9. Conclusions & Future research
9.1. Conclusions
In this thesis a model has been proposed to value reverse factoring for the buyer, supplier and bank, in both domestic and international settings. It has been proven that, as theory already suggested, reverse factoring does not add value to the supply chain in perfect capital markets. In perfect capital markets in might only cause a redistribution of income. However, since always one of the three participants will makes a loss by changing the payment period or introducing a reverse factoring fee, the trade terms will remain the same and hence nobody will make a profit.
By introducing information asymmetries into the model, it has been proven that, under the right contract, all three participants are able to make a profit. Based on the developed model, the following conclusions on the profitability can be drawn:
Supplier - In order for reverse factoring to add value, the supplier needs to have; (1) higher information
asymmetry with financial markets than the reverse factoring fee charged by the bank, corrected for the payment period extension and (2) a significant need for external short term capital. The benefit for the supplier is larger when (1) the initial payment period is larger, (2) the supplier has more information asymmetry with financial markets, (3) when the reverse factoring fee is smaller and (4) when the payment period extension is smaller.
Buyer - For the buyer reverse factoring adds value when (1) the payment period is extended. And hence
the benefit from reverse factoring for the buyer is larger when (1) the payment period extension is larger and (2) the buyer’s interest rate is larger (independent of composition between risk premium and deadweight cost of capital).
Bank - For the bank the benefit from reverse factoring is positive when (1) the reverse factoring fee plus
the buyer’s deadweight cost of capital is positive. The benefit for the bank is larger when (1) the deadweight cost of capital from the buyer is larger, (2) the reverse factoring fee is larger and (3) the extended payment period is larger.
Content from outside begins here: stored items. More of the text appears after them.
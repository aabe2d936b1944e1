//! Pure view/render functions for the TUI.
//!
//! Functions here take `&AppState` by immutable reference and draw to a
//! ratatui Frame. They never mutate state or return effects.

use std::time::Instant;

use pulse_core::navigation::Section;
use ratatui::Frame;
use ratatui::layout::{Constraint, Direction, Layout, Rect};
use ratatui::text::Line;
use ratatui::widgets::{Block, Borders, Paragraph};

use crate::feed::render_feed;
use crate::profile::render_profile;
use crate::settings::render_settings;
use crate::sidebar::{SIDEBAR_WIDTH, render_sidebar};
use crate::state::AppState;
use crate::statusline::render_status_line;

/// Height of the status line below the panes.
const STATUS_HEIGHT: u16 = 1;

/// Renders the entire TUI to the frame.
pub fn render(app: &AppState, frame: &mut Frame) {
    let area = frame.area();
    frame.render_widget(Block::default().style(app.theme().base()), area);

    let rows = Layout::default()
        .direction(Direction::Vertical)
        .constraints([Constraint::Min(1), Constraint::Length(STATUS_HEIGHT)])
        .split(area);
    let columns = Layout::default()
        .direction(Direction::Horizontal)
        .constraints([Constraint::Length(SIDEBAR_WIDTH), Constraint::Min(1)])
        .split(rows[0]);

    render_sidebar(app, frame, columns[0]);

    let detail = match app.transition {
        Some(transition) => transition.apply(columns[1], Instant::now()),
        None => columns[1],
    };
    render_detail(app, frame, detail);

    render_status_line(app, frame, rows[1]);
}

fn render_detail(app: &AppState, frame: &mut Frame, area: Rect) {
    if area.height == 0 || area.width == 0 {
        return;
    }
    match app.selected() {
        Some(section @ (Section::ForYou | Section::Following)) => {
            if let Some(kind) = section.feed() {
                render_feed(app, kind, frame, area);
            }
        }
        Some(Section::Profile) => render_profile(app, frame, area),
        Some(Section::Settings) => render_settings(app, frame, area),
        None => render_placeholder(app, frame, area),
    }
}

fn render_placeholder(app: &AppState, frame: &mut Frame, area: Rect) {
    let theme = app.theme();
    let block = Block::default()
        .borders(Borders::ALL)
        .border_style(theme.border(false));
    let text = Paragraph::new(Line::styled("Select a section", theme.muted()))
        .centered()
        .block(block)
        .style(theme.base());
    frame.render_widget(text, area);
}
For banks it is therefore more profitable to focus on buyers of which they have more information. This means the bank has already invested in information on this buyer and therefore information asymmetry between the bank and financial markets on this buyer is bigger,
both the buyer and the supplier is larger and (2) initial payment period is larger. Hence reverse factoring adds more value in industries where payment periods are larger.
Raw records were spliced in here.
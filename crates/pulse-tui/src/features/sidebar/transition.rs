//! Cosmetic slide played when the active section changes.
//!
//! The transition carries no state of its own beyond direction and start
//! time; the detail pane is drawn into a rect that grows back to full height.

use std::time::{Duration, Instant};

use pulse_core::navigation::SlideDirection;
use ratatui::layout::Rect;

pub const SLIDE_DURATION: Duration = Duration::from_millis(250);

pub fn ease_out_cubic(t: f32) -> f32 {
    let t = t.clamp(0.0, 1.0);
    1.0 - (1.0 - t).powi(3)
}

#[derive(Debug, Clone, Copy, PartialEq, Eq)]
pub struct SlideTransition {
    pub direction: SlideDirection,
    started: Instant,
}

impl SlideTransition {
    pub fn start(direction: SlideDirection) -> Self {
        Self::start_at(direction, Instant::now())
    }

    pub fn start_at(direction: SlideDirection, started: Instant) -> Self {
        Self { direction, started }
    }

    pub fn started(&self) -> Instant {
        self.started
    }

    /// Eased progress in `0.0..=1.0`.
    pub fn progress(&self, now: Instant) -> f32 {
        let elapsed = now.saturating_duration_since(self.started);
        ease_out_cubic(elapsed.as_secs_f32() / SLIDE_DURATION.as_secs_f32())
    }

    pub fn is_finished(&self, now: Instant) -> bool {
        now.saturating_duration_since(self.started) >= SLIDE_DURATION
    }

    /// Rows of `height` still hidden at `now`.
    pub fn hidden_rows(&self, height: u16, now: Instant) -> u16 {
        let remaining = 1.0 - self.progress(now);
        (f32::from(height) * remaining).round() as u16
    }

    /// Shrinks `area` from the side the pane is entering from.
    pub fn apply(&self, area: Rect, now: Instant) -> Rect {
        let hidden = self.hidden_rows(area.height, now).min(area.height);
        match self.direction {
            SlideDirection::Down => Rect {
                y: area.y + hidden,
                height: area.height - hidden,
                ..area
            },
            SlideDirection::Up => Rect {
                height: area.height - hidden,
                ..area
            },
        }
    }
}

#[cfg(test)]
mod tests {
    use super::*;

    #[test]
    fn test_easing_endpoints() {
        assert!(ease_out_cubic(0.0).abs() < f32::EPSILON);
        assert!((ease_out_cubic(1.0) - 1.0).abs() < f32::EPSILON);
        assert!(ease_out_cubic(0.5) > 0.5);
        assert!((ease_out_cubic(3.0) - 1.0).abs() < f32::EPSILON);
    }

    #[test]
    fn test_apply_down_enters_from_below() {
        let start = Instant::now();
        let slide = SlideTransition::start_at(SlideDirection::Down, start);
        let area = Rect::new(0, 0, 40, 20);

        let first = slide.apply(area, start);
        assert_eq!(first.y, 20);
        assert_eq!(first.height, 0);

        let done = slide.apply(area, start + SLIDE_DURATION);
        assert_eq!(done, area);
        assert!(slide.is_finished(start + SLIDE_DURATION));
    }

    #[test]
    fn test_apply_up_keeps_top_edge() {
        let start = Instant::now();
        let slide = SlideTransition::start_at(SlideDirection::Up, start);
        let area = Rect::new(5, 2, 40, 20);

        let mid = slide.apply(area, start + SLIDE_DURATION / 2);
        assert_eq!(mid.y, 2);
        assert!(mid.height > 0 && mid.height < 20);
    }
}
By extending the frame work from domestic reverse factoring to international reverse factoring, it has been proven that in international setting the potential added value is much bigger. This is because internationally differences between information asymmetry and credit rationing are much bigger.
From the sensitivity analysis performed on a real business case within RBS, it appeared that over time, the value of the program for the supplier can become negative. Therefore the supplier should ensure the contract has enough safety margin for the interest rate of the buyer to fluctuate. Further the supplier should monitor the program and quite the program or renegotiate the terms once the program does not add value anymore.
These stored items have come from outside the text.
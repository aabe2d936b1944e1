//! TUI runtime - owns terminal, runs event loop, executes effects.
//!
//! This is the "Elm runtime" boundary: all side effects happen here.
//! The reducer stays pure and produces effects; this module executes them.
//!
//! ## Inbox Pattern
//!
//! - Spawned page loads send their `UiEvent` directly to `inbox_tx`
//! - The runtime drains `inbox_rx` each iteration to collect results
//!
//! Structure:
//! - `mod.rs`: Core runtime (TuiRuntime, event loop, effect dispatch)
//! - `inbox.rs`: Inbox channel types
//! - `handlers.rs`: Effect handler implementations

mod handlers;
mod inbox;

use std::future::Future;
use std::io::Stdout;
use std::sync::Arc;
use std::time::{Duration, Instant};

use anyhow::{Context, Result};
use crossterm::event;
use inbox::{UiEventReceiver, UiEventSender};
use pulse_core::config::Config;
use pulse_core::feed::FeedSource;
use pulse_core::interrupt;
use ratatui::Terminal;
use ratatui::backend::CrosstermBackend;
use tokio::runtime::Handle;
use tokio::sync::mpsc;

use crate::effects::UiEffect;
use crate::events::UiEvent;
use crate::state::AppState;
use crate::{render, terminal, update};

/// Tick cadence while something animates (~60fps).
pub const FRAME_DURATION: Duration = Duration::from_millis(16);

/// Tick cadence when idle. Still short enough to keep the spinner moving.
pub const IDLE_POLL_DURATION: Duration = Duration::from_millis(100);

/// Full-screen TUI runtime.
///
/// Owns the terminal and state. Runs the event loop and executes effects.
/// Terminal state is restored on drop, panic, or a second Ctrl+C.
pub struct TuiRuntime {
    terminal: Terminal<CrosstermBackend<Stdout>>,
    pub state: AppState,
    /// Where page loads come from.
    source: Arc<dyn FeedSource>,
    load_timeout: Duration,
    /// Tokio runtime the load tasks are spawned on.
    handle: Handle,
    inbox_tx: UiEventSender,
    inbox_rx: UiEventReceiver,
    last_tick: Instant,
}

impl TuiRuntime {
    /// Creates a new TUI runtime.
    ///
    /// Must be called from within a tokio runtime context.
    pub fn new(config: &Config, source: Arc<dyn FeedSource>) -> Result<Self> {
        let handle = Handle::try_current().context("TUI runtime needs a tokio runtime")?;

        // Set up panic hook BEFORE entering alternate screen
        terminal::install_panic_hook();
        interrupt::set_restore_hook(|| {
            let _ = terminal::restore_terminal();
        });
        interrupt::reset();

        let terminal = terminal::setup_terminal().context("Failed to setup terminal")?;
        let (inbox_tx, inbox_rx) = mpsc::unbounded_channel();

        Ok(Self {
            terminal,
            state: AppState::new(config),
            source,
            load_timeout: config.feed.load_timeout(),
            handle,
            inbox_tx,
            inbox_rx,
            last_tick: Instant::now(),
        })
    }

    /// Runs the main event loop until the user quits.
    pub fn run(&mut self) -> Result<()> {
        tracing::info!("TUI started");
        self.dispatch_event(UiEvent::Init);
        let result = self.event_loop();
        tracing::info!("TUI stopped");
        result
    }

    fn event_loop(&mut self) -> Result<()> {
        let mut dirty = true;

        while !self.state.should_quit {
            if interrupt::is_interrupted() {
                interrupt::reset();
                self.dispatch_event(UiEvent::QuitRequested);
                continue;
            }

            let events = self.collect_events()?;
            for event in events {
                dirty = true;
                let effects = update::update(&mut self.state, event);
                self.execute_effects(effects);
            }

            if dirty && !self.state.should_quit {
                self.terminal.draw(|frame| {
                    render::render(&self.state, frame);
                })?;
                dirty = false;
            }
        }

        Ok(())
    }

    // ========================================================================
    // Event Collection
    // ========================================================================

    /// Collects events from the inbox and the terminal, plus a Tick when due.
    fn collect_events(&mut self) -> Result<Vec<UiEvent>> {
        let mut events = Vec::new();

        let tick_interval = if self.state.is_animating(Instant::now()) {
            FRAME_DURATION
        } else {
            IDLE_POLL_DURATION
        };

        while let Ok(ev) = self.inbox_rx.try_recv() {
            events.push(ev);
        }

        // Don't delay already-collected events; otherwise block until the tick.
        let poll_duration = if events.is_empty() {
            tick_interval.saturating_sub(self.last_tick.elapsed())
        } else {
            Duration::ZERO
        };

        if event::poll(poll_duration)? {
            events.push(UiEvent::Terminal(event::read()?));
            while event::poll(Duration::ZERO)? {
                events.push(UiEvent::Terminal(event::read()?));
            }
        }

        if self.last_tick.elapsed() >= tick_interval {
            events.push(UiEvent::Tick);
            self.last_tick = Instant::now();
        }

        Ok(events)
    }

    // ========================================================================
    // Effect Dispatch
    // ========================================================================

    fn execute_effects(&mut self, effects: Vec<UiEffect>) {
        for effect in effects {
            self.execute_effect(effect);
        }
    }

    fn dispatch_event(&mut self, event: UiEvent) {
        let effects = update::update(&mut self.state, event);
        if !effects.is_empty() {
            self.execute_effects(effects);
        }
    }

    /// Spawns a handler and forwards its result event to the inbox.
    fn spawn_effect<Fut>(&self, fut: Fut)
    where
        Fut: Future<Output = UiEvent> + Send + 'static,
    {
        let tx = self.inbox_tx.clone();
        self.handle.spawn(async move {
            let _ = tx.send(fut.await);
        });
    }

    fn execute_effect(&mut self, effect: UiEffect) {
        match effect {
            UiEffect::Quit => {
                self.state.should_quit = true;
            }
            UiEffect::LoadPage {
                feed,
                task,
                request,
                cancel,
            } => {
                self.spawn_effect(handlers::load_page(
                    Arc::clone(&self.source),
                    feed,
                    task,
                    request,
                    self.load_timeout,
                    cancel,
                ));
            }
            UiEffect::CancelTask { feed, token } => {
                tracing::debug!(feed = feed.label(), "cancelling page load");
                token.cancel();
            }
        }
    }
}

impl Drop for TuiRuntime {
    fn drop(&mut self) {
        let _ = terminal::restore_terminal();
    }
}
For the bank some operational issues were identified as well, though not from the model’s perspective. For banks, important operational issues are, credit notes, buyer and supplier default, too high exposure, economic crisis, high set up cost and Basel III regulation. High set up costs come from the IT development needed to build an automated interface between the buyer and the bank. Though Basel III does not impact reverse factoring differently than other on-balance sheet assets, it appears in practice that the risk of a trade claim is lower than that on a regular bank loan.
Despite the upcoming economic crisis in Europe, supply chain finance is expected to grow by 10% to 30 in developed countries and 20% to 25% in developing countries. This growth will primarily be driven by developed regions such as the USA and Europe and the larger emerging markets as China and India. Target industries for reverse factoring in those countries are currently retail, consumer goods, manufacturing, automotive, engineering and machinery industry. For the future the chemical, pharmaceutical and telecom industries are believed to have further growth potential.
In order for supply chain finance to take the next step some conditions have to be met. (1) Market consensus, (2) Standardization and (3) Organizational changes within banks. Within the supply chain market, different definitions of supply chain finance exist. Mostly supply chain finance is used as synonym for reverse factoring, while by others it is used as a collective noun for all financial products supporting the end to end supply chain. In order for banks and other players in this market to move to the next stage en answer a growing demand for web-based multi-bank solutions, banks should agree on those definitions. Further standardization is needed in order to make supply chain finance offerings available for a wider public. Currently SCF programs need high development investments, these can only be compensated by onboarding large clients. Once products and IT become more standardized these
offerings will also become available to the SME market. Finally banks need to change their internal structure from a product based silo structure to a holistic structure that is able to bundle different financial products and support the end to end supply chain.